2013-10-11 Thread Michael Bayer

On Oct 11, 2013, at 1:25 PM, Gustavo Baratto gbara...@gmail.com wrote:

 - is it possible to know which columns in the result of a join belong to each 
 of the tables?
 
 

sure:

for row in result:
cols_from_table_a = [row[col] for col in tablea.c]
cols_from_table_b = [row[col] for col in tableb.c]

 - is there a more efficient way of building collections with core?

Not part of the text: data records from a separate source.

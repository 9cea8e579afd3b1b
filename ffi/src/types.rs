//! `#[repr(C)]` types for the FFI boundary.
//!
//! # Design
//! Each type mirrors a core value but uses C-compatible representations:
//! `*mut c_char` instead of `String` and explicit enum discriminants.
//! Conversion helpers live here to keep `lib.rs` focused on the
//! `extern "C"` surface.

use std::ffi::CString;
use std::os::raw::c_char;

use tradedoubler_core::TransportError;

/// Opaque handle to a `ProductsClient`. C callers receive a pointer to this
/// and pass it back into every FFI function.
pub struct FfiProductsClient {
    pub(crate) inner: tradedoubler_core::ProductsClient,
}

/// Error codes returned in `FfiSearchResult`.
#[repr(C)]
#[derive(Debug, Clone, Copy, PartialEq, Eq)]
pub enum FfiErrorCode {
    Ok = 0,
    /// The API answered with a status other than 200.
    HttpStatus = 1,
    /// The raw response had no header/body boundary or no status line.
    MalformedResponse = 2,
    NullArg = 3,
    Panic = 4,
}

/// Result envelope for `tdpo_parse_search_response`.
///
/// On success `error_code` is `Ok`, `http_status` is 200 and `body` holds
/// the payload. On a non-200 status `error_code` is `HttpStatus`,
/// `http_status` carries the code, `error_message` the classified reason and
/// `body` is null. Other failures leave `http_status` at 0.
#[repr(C)]
pub struct FfiSearchResult {
    pub error_code: FfiErrorCode,
    pub error_message: *mut c_char,
    pub http_status: u16,
    pub body: *mut c_char,
}

impl FfiSearchResult {
    pub(crate) fn ok(status: u16, body: String) -> *mut Self {
        Self::boxed(FfiErrorCode::Ok, None, status, Some(body))
    }

    pub(crate) fn http_status(status: u16, message: &str) -> *mut Self {
        Self::boxed(FfiErrorCode::HttpStatus, Some(message), status, None)
    }

    pub(crate) fn from_error(err: TransportError) -> *mut Self {
        Self::boxed(FfiErrorCode::MalformedResponse, Some(&err.to_string()), 0, None)
    }

    pub(crate) fn null_arg(name: &str) -> *mut Self {
        Self::boxed(FfiErrorCode::NullArg, Some(&format!("null argument: {name}")), 0, None)
    }

    pub(crate) fn panic(msg: &str) -> *mut Self {
        Self::boxed(FfiErrorCode::Panic, Some(msg), 0, None)
    }

    fn boxed(
        error_code: FfiErrorCode,
        message: Option<&str>,
        http_status: u16,
        body: Option<String>,
    ) -> *mut Self {
        let result = Box::new(FfiSearchResult {
            error_code,
            error_message: message.map_or(std::ptr::null_mut(), into_c_string),
            http_status,
            body: body.as_deref().map_or(std::ptr::null_mut(), into_c_string),
        });
        Box::into_raw(result)
    }
}

/// Hand a Rust string to C. Interior NULs truncate the string there.
pub(crate) fn into_c_string(s: &str) -> *mut c_char {
    let bytes = s.split('\0').next().unwrap_or_default();
    CString::new(bytes).unwrap_or_default().into_raw()
}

It makes 
 me cringe to load large resultsets in memory and iterate over them several 
 times :)
 
 

the techinique you describe is what the ORM calls subquery eager loading.   
There is another approach that was pointed out to me by a user, which may make 
for a nice new feature someday, which is IN clause eager loading.

Subq eager loading looks like this:

SELECT id, data FROM a

SELECT b.id, b.data, b.a_id FROM b JOIN (SELECT id FROM a) AS a_anon ON 
b.a_id=a_anon.id

IN clause is like this:

SELECT id, data FROM a

gather A.ids

SELECT b.id, b.data, b.a_id FROM b WHERE b.a_id IN (list of A ids)

the IN version is for small parent result sets, much more efficient than the 
subq version especially on a JOIN-hostile database like MySQL.  For very large 
parent result sets, it's not, because the SQL statement grows too large; 
databases like Oracle have a hard limit on how many params can be in the IN 
clause.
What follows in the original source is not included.